=== Exercise goal ===
Print exactly the lines below between the line holding "pub(crate) fn business(&self, id: &str)" and the line holding "count_value(&mut categories, &record.category);", inclusive, and nothing more.

◆ ◆ ◆

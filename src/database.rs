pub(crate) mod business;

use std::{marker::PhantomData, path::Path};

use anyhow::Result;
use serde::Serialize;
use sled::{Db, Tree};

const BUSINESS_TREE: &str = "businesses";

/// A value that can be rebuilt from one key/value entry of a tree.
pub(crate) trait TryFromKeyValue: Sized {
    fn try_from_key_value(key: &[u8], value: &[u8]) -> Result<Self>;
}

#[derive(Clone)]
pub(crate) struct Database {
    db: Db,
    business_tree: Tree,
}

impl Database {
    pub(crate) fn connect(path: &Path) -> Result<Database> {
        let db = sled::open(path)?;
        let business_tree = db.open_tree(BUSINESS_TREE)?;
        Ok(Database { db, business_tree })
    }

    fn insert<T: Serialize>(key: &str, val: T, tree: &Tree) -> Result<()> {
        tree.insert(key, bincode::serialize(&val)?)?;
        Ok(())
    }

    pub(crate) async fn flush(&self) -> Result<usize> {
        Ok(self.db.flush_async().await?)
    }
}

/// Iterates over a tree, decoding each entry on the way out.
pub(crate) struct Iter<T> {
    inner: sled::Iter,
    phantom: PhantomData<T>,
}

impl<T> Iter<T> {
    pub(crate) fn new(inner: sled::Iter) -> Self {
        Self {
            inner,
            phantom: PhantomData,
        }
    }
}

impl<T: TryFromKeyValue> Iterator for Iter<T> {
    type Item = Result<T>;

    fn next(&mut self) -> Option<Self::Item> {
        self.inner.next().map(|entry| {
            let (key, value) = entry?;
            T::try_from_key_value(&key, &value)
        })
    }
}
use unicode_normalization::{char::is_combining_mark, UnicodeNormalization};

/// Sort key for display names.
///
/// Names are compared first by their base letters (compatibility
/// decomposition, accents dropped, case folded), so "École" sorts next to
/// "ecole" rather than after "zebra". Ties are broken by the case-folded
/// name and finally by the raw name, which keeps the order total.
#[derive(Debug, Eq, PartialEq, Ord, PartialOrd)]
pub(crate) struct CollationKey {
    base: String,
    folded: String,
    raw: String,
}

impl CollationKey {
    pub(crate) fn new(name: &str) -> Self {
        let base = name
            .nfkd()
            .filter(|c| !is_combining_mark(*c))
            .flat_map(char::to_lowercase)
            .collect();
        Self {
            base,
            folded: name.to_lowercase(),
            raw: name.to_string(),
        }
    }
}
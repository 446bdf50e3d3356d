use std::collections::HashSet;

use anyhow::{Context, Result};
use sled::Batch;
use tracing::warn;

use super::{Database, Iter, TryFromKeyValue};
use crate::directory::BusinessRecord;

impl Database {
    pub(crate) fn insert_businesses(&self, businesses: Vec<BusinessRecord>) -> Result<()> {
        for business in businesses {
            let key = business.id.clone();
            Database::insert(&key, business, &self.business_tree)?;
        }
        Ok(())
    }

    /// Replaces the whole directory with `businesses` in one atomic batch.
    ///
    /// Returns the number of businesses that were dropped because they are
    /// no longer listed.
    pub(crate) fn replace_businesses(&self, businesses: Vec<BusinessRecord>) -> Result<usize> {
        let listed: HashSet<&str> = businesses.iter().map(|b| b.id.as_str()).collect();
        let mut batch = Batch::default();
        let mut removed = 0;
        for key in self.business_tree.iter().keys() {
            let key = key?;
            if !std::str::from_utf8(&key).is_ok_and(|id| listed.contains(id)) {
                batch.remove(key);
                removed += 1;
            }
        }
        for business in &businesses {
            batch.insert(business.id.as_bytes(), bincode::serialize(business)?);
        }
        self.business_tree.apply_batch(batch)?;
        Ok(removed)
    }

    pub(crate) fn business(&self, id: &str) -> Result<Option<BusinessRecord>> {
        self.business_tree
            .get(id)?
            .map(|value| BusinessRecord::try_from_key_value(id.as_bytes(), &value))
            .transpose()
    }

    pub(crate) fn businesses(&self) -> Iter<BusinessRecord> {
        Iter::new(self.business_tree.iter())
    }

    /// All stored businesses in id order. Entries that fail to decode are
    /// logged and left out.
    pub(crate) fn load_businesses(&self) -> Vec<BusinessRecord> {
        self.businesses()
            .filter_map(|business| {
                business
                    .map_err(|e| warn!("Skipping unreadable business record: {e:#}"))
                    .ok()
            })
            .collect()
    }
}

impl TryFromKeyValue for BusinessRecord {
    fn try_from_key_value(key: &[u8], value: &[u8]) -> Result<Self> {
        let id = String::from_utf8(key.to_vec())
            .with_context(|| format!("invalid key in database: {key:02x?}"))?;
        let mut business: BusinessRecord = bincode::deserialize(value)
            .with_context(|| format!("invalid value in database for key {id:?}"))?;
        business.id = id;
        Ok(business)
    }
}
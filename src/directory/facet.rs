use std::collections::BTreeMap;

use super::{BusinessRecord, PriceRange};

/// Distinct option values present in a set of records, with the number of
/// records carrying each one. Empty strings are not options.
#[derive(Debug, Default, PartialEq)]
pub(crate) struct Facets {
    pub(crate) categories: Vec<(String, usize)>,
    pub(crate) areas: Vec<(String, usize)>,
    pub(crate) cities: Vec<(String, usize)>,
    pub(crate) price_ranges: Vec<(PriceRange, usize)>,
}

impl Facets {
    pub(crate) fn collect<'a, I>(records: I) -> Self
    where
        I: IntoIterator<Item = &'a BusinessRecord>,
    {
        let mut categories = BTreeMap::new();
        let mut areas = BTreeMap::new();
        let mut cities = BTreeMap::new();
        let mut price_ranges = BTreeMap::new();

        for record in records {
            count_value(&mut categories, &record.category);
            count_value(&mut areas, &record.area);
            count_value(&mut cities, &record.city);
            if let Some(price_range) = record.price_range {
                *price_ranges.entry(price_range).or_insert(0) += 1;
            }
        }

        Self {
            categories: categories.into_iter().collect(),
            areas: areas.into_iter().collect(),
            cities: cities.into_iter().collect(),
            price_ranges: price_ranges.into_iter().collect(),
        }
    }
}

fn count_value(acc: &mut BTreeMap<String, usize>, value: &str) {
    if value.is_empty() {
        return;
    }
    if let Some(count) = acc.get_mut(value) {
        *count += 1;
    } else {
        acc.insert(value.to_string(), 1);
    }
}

◆ ◆ ◆

=== Answer space ===
    pub(crate) fn business(&self, id: &str) -> Result<Option<BusinessRecord>> {
        self.business_tree
            .get(id)?
            .map(|value| BusinessRecord::try_from_key_value(id.as_bytes(), &value))
            .transpose()
    }

    pub(crate) fn businesses(&self) -> Iter<BusinessRecord> {
        Iter::new(self.business_tree.iter())
    }

    /// All stored businesses in id order. Entries that fail to decode are
    /// logged and left out.
    pub(crate) fn load_businesses(&self) -> Vec<BusinessRecord> {
        self.businesses()
            .filter_map(|business| {
                business
                    .map_err(|e| warn!("Skipping unreadable business record: {e:#}"))
                    .ok()
            })
            .collect()
    }
}

impl TryFromKeyValue for BusinessRecord {
    fn try_from_key_value(key: &[u8], value: &[u8]) -> Result<Self> {
        let id = String::from_utf8(key.to_vec())
            .with_context(|| format!("invalid key in database: {key:02x?}"))?;
        let mut business: BusinessRecord = bincode::deserialize(value)
            .with_context(|| format!("invalid value in database for key {id:?}"))?;
        business.id = id;
        Ok(business)
    }
}
filename src/directory/facet.rs
use std::collections::BTreeMap;

use super::{BusinessRecord, PriceRange};

/// Distinct option values present in a set of records, with the number of
/// records carrying each one. Empty strings are not options.
#[derive(Debug, Default, PartialEq)]
pub(crate) struct Facets {
    pub(crate) categories: Vec<(String, usize)>,
    pub(crate) areas: Vec<(String, usize)>,
    pub(crate) cities: Vec<(String, usize)>,
    pub(crate) price_ranges: Vec<(PriceRange, usize)>,
}

impl Facets {
    pub(crate) fn collect<'a, I>(records: I) -> Self
    where
        I: IntoIterator<Item = &'a BusinessRecord>,
    {
        let mut categories = BTreeMap::new();
        let mut areas = BTreeMap::new();
        let mut cities = BTreeMap::new();
        let mut price_ranges = BTreeMap::new();

        for record in records {
            count_value(&mut categories, &record.category);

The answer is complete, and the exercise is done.